Write for Humans, Not Machines
I’m referring to the topic of Search Engine Optimization (SEO). SEO is a practice of optimizing a website’s content so that it may be easily found by search engines and get indexed. SEO is an essential practice, but I don’t think it’s something that should heavy-handedly dictate your own content style guide.
There’s beauty in brevity
I’ll tell you this, I have a hard time with brevity. I often use ten words where five would do. Get to the point and move along. There’s no need to take people on a needless journey unless it’s central to the content produced. The Economist’s style guide harkens to that. Get to the point, use necessary language and don’t try to overdo it on lingo or big-words.
Stay on target
Your content should always be focused; that is, for each piece of content there should be one uniting topic or theme. Everything in that piece of content should directly tie to all the other bits. In my previous article on content style guides, I actually had this article as part of the other article. That piece was two thousand words plus! Upon closer inspection, I could see the content could be two different topics: The first topic of “Should you have a content style guide?” and the second topic “How do build your own content style guide.” Two similar bits of content that technically don’t need to be presented together.
So always focus your content.
Do know your keywords
I’ve said it before: The best way to market your keywords is to not market them. It bears repeating here: Do not create content based off of your brand’s keywords. This has very little to do with your style guide.
You should…
- Understand or at least know if organic search is relevant to your brand and/or the content you’re creating. Specifically, whom will benefit from the content you’re producing? End-users, customers?
- If you need to be concerned about search results then knowing what keywords are important to your organization is key. Content you create should have a consistent use if utilizing your brand or organization’s keywords.
You shouldn’t…
- Write content solely based on your keywords.

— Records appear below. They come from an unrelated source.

//! Wallet API endpoint

use super::decimal_arg;
use crate::error::Result;
use crate::http::{ApiRequest, RequestPipeline};
use crate::types::common::{decode, decode_or_empty};
use crate::types::wallet::TransferReceipt;
use crate::types::{FuturesBalance, TransferResult, WalletBalance, WalletType};
use serde_json::json;

/// Wallet balances and transfers between the spot and futures wallets.
#[derive(Debug, Clone)]
pub struct Wallet {
    pipeline: RequestPipeline,
}

impl Wallet {
    pub(crate) fn new(pipeline: RequestPipeline) -> Self {
        Self { pipeline }
    }

    /// Spot wallet balance.
    pub async fn spot_balance(&self) -> Result<WalletBalance> {
        let data = self.pipeline.execute(&ApiRequest::get("/wallet/funds")).await?;
        decode(data)
    }

    /// Futures wallet balance.
    pub async fn futures_balance(&self) -> Result<FuturesBalance> {
        let data = self.pipeline.execute(&ApiRequest::post("/futures/funds")).await?;
        decode(data)
    }

    /// Move `amount` from the spot wallet to the futures wallet.
    pub async fn transfer_to_futures(&self, amount: &str) -> Result<TransferResult> {
        self.transfer(WalletType::Spot, WalletType::Futures, amount).await
    }

    /// Move `amount` from the futures wallet back to the spot wallet.
    pub async fn transfer_to_spot(&self, amount: &str) -> Result<TransferResult> {
        self.transfer(WalletType::Futures, WalletType::Spot, amount).await
    }

    async fn transfer(
        &self,
        from: WalletType,
        to: WalletType,
        amount: &str,
    ) -> Result<TransferResult> {
        let amount = decimal_arg("amount", amount)?;
        let request = ApiRequest::post("/wallet/futures/transfer").json_value(json!({
            "from_wallet_type": from,
            "to_wallet_type": to,
            "amount": amount,
        }));

        let data = self.pipeline.execute(&request).await?;
        let receipt: TransferReceipt = decode_or_empty(data)?;

        Ok(TransferResult {
            success: true,
            from_wallet: from,
            to_wallet: to,
            amount: amount.to_string(),
            transaction_id: receipt.transaction_id,
        })
    }
}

Again, write for humans; write to create value, if you do that the rankings and organic will come.
- Talk about SEO and content style guides together. I say this because they are two very different disciplines that are, in my mind, unrelated. SEO is a practice of optimizing a site to boost traffic and a content style guide is just that: a guide. Oil and water here, folks.
Bringing it back…
A note on rules and structure
Yes, I’ve just talked about rules. Rules are nice; they’re kinda helpful. I see some rules (okay, a lot of rules) as more guidelines rather than something to follow to the letter. Why do I say this? Writing and speaking are two different actions and disciplines. I write how I speak. It tends to be informal and sometimes I curse; sometimes I say something inappropriate. When we speak, there are a great number of nuances to how he say what we say; many times when we speak, we don’t consult a “style guide.” That’s okay. Again, we’re looking at a content style guide as a suggestion. It doesn’t mean you can’t be yourself; I believe you should always be yourself.
Content style guides are easy to produce and certainly not as daunting as you might thing. If you write for your company blog, or you’re a part of a team of people managing content, then this is something that should be formal and something you can all contribute to, like hosting your style guide on Github so that your team can easily make changes.
What do you think? Do you guys use a style guide? I’d love to know about it.